### Exercise prompt
Look through the entries for the string "Parse" and copy every line where it shows up.

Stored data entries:
++++

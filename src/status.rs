use std::fmt;

use crate::{
    board::Board,
    types::{Color, PieceType},
};

/// Halfmove clock value at which either side may claim a draw.
pub const FIFTY_MOVE_RULE_HALFMOVES: u16 = 100;

#[derive(Debug, Clone, Copy, PartialEq, Eq)]
pub enum GameStatus {
    Ongoing,
    /// The side to move is checkmated, so `winner` is the other side
    Checkmate { winner: Color },
    Stalemate,
    FiftyMoveRule,
    InsufficientMaterial,
}

impl GameStatus {
    pub fn is_over(self) -> bool {
        self != GameStatus::Ongoing
    }
}

impl fmt::Display for GameStatus {
    fn fmt(&self, f: &mut fmt::Formatter<'_>) -> fmt::Result {
        match self {
            GameStatus::Ongoing => write!(f, "ongoing"),
            GameStatus::Checkmate { winner } => write!(f, "checkmate, {winner:?} wins"),
            GameStatus::Stalemate => write!(f, "stalemate"),
            GameStatus::FiftyMoveRule => write!(f, "draw by the fifty move rule"),
            GameStatus::InsufficientMaterial => write!(f, "draw by insufficient material"),
        }
    }
}

impl Board {
    /// Mate and stalemate take precedence over the clock and material draws.
    pub fn status(&mut self) -> GameStatus {
        if self.legal_moves().is_empty() {
            return if self.is_in_check(self.side_to_move) {
                GameStatus::Checkmate {
                    winner: !self.side_to_move,
                }
            } else {
                GameStatus::Stalemate
            };
        }

        if self.halfmove_clock >= FIFTY_MOVE_RULE_HALFMOVES {
            GameStatus::FiftyMoveRule
        } else if self.has_insufficient_material() {
            GameStatus::InsufficientMaterial
        } else {
            GameStatus::Ongoing
        }
    }

    /// Neither side can mate: bare kings, a single minor piece, or only bishops all on one square color.
    pub fn has_insufficient_material(&self) -> bool {
        let mut minors = 0;
        let mut knights = 0;
        let mut bishop_square_colors = [false; 2];

        for (square, piece) in self.pieces() {
            match piece.piece_type {
                PieceType::King => {}
                PieceType::Knight => {
                    minors += 1;
                    knights += 1;
                }
                PieceType::Bishop => {
                    minors += 1;
                    bishop_square_colors[square.is_light() as usize] = true;
                }
                PieceType::Pawn | PieceType::Rook | PieceType::Queen => return false,
            }
        }

        match minors {
            0 | 1 => true,
            _ => knights == 0 && !(bishop_square_colors[0] && bishop_square_colors[1]),
        }
    }
}
use std::{fmt, ops::Not, str::FromStr};

use crate::error::Error;

/// A square on the board, stored as a little endian rank-file index (a1 = 0, h8 = 63).
#[derive(Debug, Default, Clone, Copy, PartialEq, Eq, Hash, PartialOrd, Ord)]
pub struct Square(u8);

impl Square {
    pub const A1: Square = Square(0);
    pub const B1: Square = Square(1);
    pub const C1: Square = Square(2);
    pub const D1: Square = Square(3);
    pub const E1: Square = Square(4);
    pub const F1: Square = Square(5);
    pub const G1: Square = Square(6);
    pub const H1: Square = Square(7);
    pub const A8: Square = Square(56);
    pub const B8: Square = Square(57);
    pub const C8: Square = Square(58);
    pub const D8: Square = Square(59);
    pub const E8: Square = Square(60);
    pub const F8: Square = Square(61);
    pub const G8: Square = Square(62);
    pub const H8: Square = Square(63);

    pub const fn new(file: u8, rank: u8) -> Option<Square> {
        if file < 8 && rank < 8 {
            Some(Square(rank * 8 + file))
        } else {
            None
        }
    }

    pub const fn from_index(index: u8) -> Option<Square> {
        if index < 64 { Some(Square(index)) } else { None }
    }

    /// Caller guarantees `index < 64`.
    pub(crate) const fn from_index_unchecked(index: u8) -> Square {
        debug_assert!(index < 64);
        Square(index)
    }

    pub const fn index(self) -> usize {
        self.0 as usize
    }

    pub const fn file(self) -> u8 {
        self.0 % 8
    }

    pub const fn rank(self) -> u8 {
        self.0 / 8
    }

    pub fn all() -> impl DoubleEndedIterator<Item = Square> {
        (0..64).map(Square)
    }

    pub fn file_char(self) -> char {
        (b'a' + self.file()) as char
    }

    pub fn rank_char(self) -> char {
        (b'1' + self.rank()) as char
    }

    /// Light squares are the ones where file and rank parity differ (h1 is light).
    pub const fn is_light(self) -> bool {
        (self.file() + self.rank()) % 2 == 1
    }
}

impl fmt::Display for Square {
    fn fmt(&self, f: &mut fmt::Formatter<'_>) -> fmt::Result {
        write!(f, "{}{}", self.file_char(), self.rank_char())
    }
}

impl FromStr for Square {
    type Err = Error;

    fn from_str(s: &str) -> Result<Self, Self::Err> {
        let bytes = s.as_bytes();
        if bytes.len() != 2 {
            return Err(Error::Parse(format!("Expected a square like 'e4' but got '{s}'")));
        }

        match (bytes[0], bytes[1]) {
            (file @ b'a'..=b'h', rank @ b'1'..=b'8') => Ok(Square((rank - b'1') * 8 + (file - b'a'))),
            _ => Err(Error::Parse(format!("Square '{s}' is outside a1-h8"))),
        }
    }
}

#[derive(Debug, Default, Clone, Copy, PartialEq, Eq, Hash)]
pub enum Color {
    #[default]
    White,
    Black,
}

impl Color {
    pub const fn index(self) -> usize {
        self as usize
    }

    /// Rank the color's pieces start on, 0 for White and 7 for Black.
    pub const fn back_rank(self) -> u8 {
        match self {
            Color::White => 0,
            Color::Black => 7,
        }
    }

    pub const fn pawn_start_rank(self) -> u8 {
        match self {
            Color::White => 1,
            Color::Black => 6,
        }
    }

    pub const fn promotion_rank(self) -> u8 {
        match self {
            Color::White => 7,
            Color::Black => 0,
        }
    }
}

impl Not for Color {
    type Output = Color;

    fn not(self) -> Color {
        match self {
            Color::White => Color::Black,
            Color::Black => Color::White,
        }
    }
}

#[derive(Debug, Default, Clone, Copy, PartialEq, Eq, Hash, PartialOrd, Ord)]
pub enum PieceType {
    #[default]
    Pawn,
    Knight,
    Bishop,
    Rook,
    Queen,
    King,
}

impl PieceType {
    pub const ALL: [PieceType; 6] = [
        PieceType::Pawn,
        PieceType::Knight,
        PieceType::Bishop,
        PieceType::Rook,
        PieceType::Queen,
        PieceType::King,
    ];

    /// Generation order for promotions, weakest first.
    pub const PROMOTIONS: [PieceType; 4] = [PieceType::Knight, PieceType::Bishop, PieceType::Rook, PieceType::Queen];

    pub const fn index(self) -> usize {
        self as usize
    }

    pub const fn is_promotion_target(self) -> bool {
        matches!(
            self,
            PieceType::Knight | PieceType::Bishop | PieceType::Rook | PieceType::Queen
        )
    }

    pub const fn to_char(self) -> char {
        match self {
            PieceType::Pawn => 'p',
            PieceType::Knight => 'n',
            PieceType::Bishop => 'b',
            PieceType::Rook => 'r',
            PieceType::Queen => 'q',
            PieceType::King => 'k',
        }
    }

    pub const fn from_char(c: char) -> Option<PieceType> {
        match c.to_ascii_lowercase() {
            'p' => Some(PieceType::Pawn),
            'n' => Some(PieceType::Knight),
            'b' => Some(PieceType::Bishop),
            'r' => Some(PieceType::Rook),
            'q' => Some(PieceType::Queen),
            'k' => Some(PieceType::King),
            _ => None,
        }
    }
}

#[derive(Debug, Clone, Copy, PartialEq, Eq, Hash)]
pub struct Piece {
    pub piece_type: PieceType,
    pub color: Color,
}

impl Piece {
    pub const fn new(piece_type: PieceType, color: Color) -> Piece {
        Piece { piece_type, color }
    }

    /// FEN letter, uppercase for White.
    pub const fn to_fen_char(self) -> char {
        let c = self.piece_type.to_char();
        match self.color {
            Color::White => c.to_ascii_uppercase(),
            Color::Black => c,
        }
    }

    pub const fn from_fen_char(c: char) -> Option<Piece> {
        let color = if c.is_ascii_uppercase() { Color::White } else { Color::Black };
        match PieceType::from_char(c) {
            Some(piece_type) => Some(Piece { piece_type, color }),
            None => None,
        }
    }
}

/// Castling availability as four flags.
#[derive(Debug, Default, Clone, Copy, PartialEq, Eq, Hash)]
pub struct CastlingRights(u8);

impl CastlingRights {
    pub const NONE: CastlingRights = CastlingRights(0);
    pub const WHITE_KING: CastlingRights = CastlingRights(1);
    pub const WHITE_QUEEN: CastlingRights = CastlingRights(1 << 1);
    pub const BLACK_KING: CastlingRights = CastlingRights(1 << 2);
    pub const BLACK_QUEEN: CastlingRights = CastlingRights(1 << 3);
    pub const ALL: CastlingRights = CastlingRights(0b1111);

    pub const fn king_side(color: Color) -> CastlingRights {
        match color {
            Color::White => CastlingRights::WHITE_KING,
            Color::Black => CastlingRights::BLACK_KING,
        }
    }

    pub const fn queen_side(color: Color) -> CastlingRights {
        match color {
            Color::White => CastlingRights::WHITE_QUEEN,
            Color::Black => CastlingRights::BLACK_QUEEN,
        }
    }

    pub const fn both(color: Color) -> CastlingRights {
        CastlingRights(CastlingRights::king_side(color).0 | CastlingRights::queen_side(color).0)
    }

    pub const fn contains(self, other: CastlingRights) -> bool {
        self.0 & other.0 == other.0 && other.0 != 0
    }

    pub const fn is_empty(self) -> bool {
        self.0 == 0
    }

    pub fn insert(&mut self, other: CastlingRights) {
        self.0 |= other.0;
    }

    pub fn remove(&mut self, other: CastlingRights) {
        self.0 &= !other.0;
    }

    /// The right lost when a rook leaves or is captured on `square`, if it is a home corner.
    pub const fn for_rook_corner(square: Square) -> CastlingRights {
        match square.index() {
            0 => CastlingRights::WHITE_QUEEN,
            7 => CastlingRights::WHITE_KING,
            56 => CastlingRights::BLACK_QUEEN,
            63 => CastlingRights::BLACK_KING,
            _ => CastlingRights::NONE,
        }
    }
}

impl fmt::Display for CastlingRights {
    /// FEN castling field, `-` when empty.
    fn fmt(&self, f: &mut fmt::Formatter<'_>) -> fmt::Result {
        if self.is_empty() {
            return write!(f, "-");
        }

        for (flag, c) in [
            (CastlingRights::WHITE_KING, 'K'),
            (CastlingRights::WHITE_QUEEN, 'Q'),
            (CastlingRights::BLACK_KING, 'k'),
            (CastlingRights::BLACK_QUEEN, 'q'),
        ] {
            if self.contains(flag) {
                write!(f, "{c}")?;
            }
        }

        Ok(())
    }
}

++++

### Written response
            return Err(Error::Parse(format!("Expected a square like 'e4' but got '{s}'")));
            _ => Err(Error::Parse(format!("Square '{s}' is outside a1-h8"))),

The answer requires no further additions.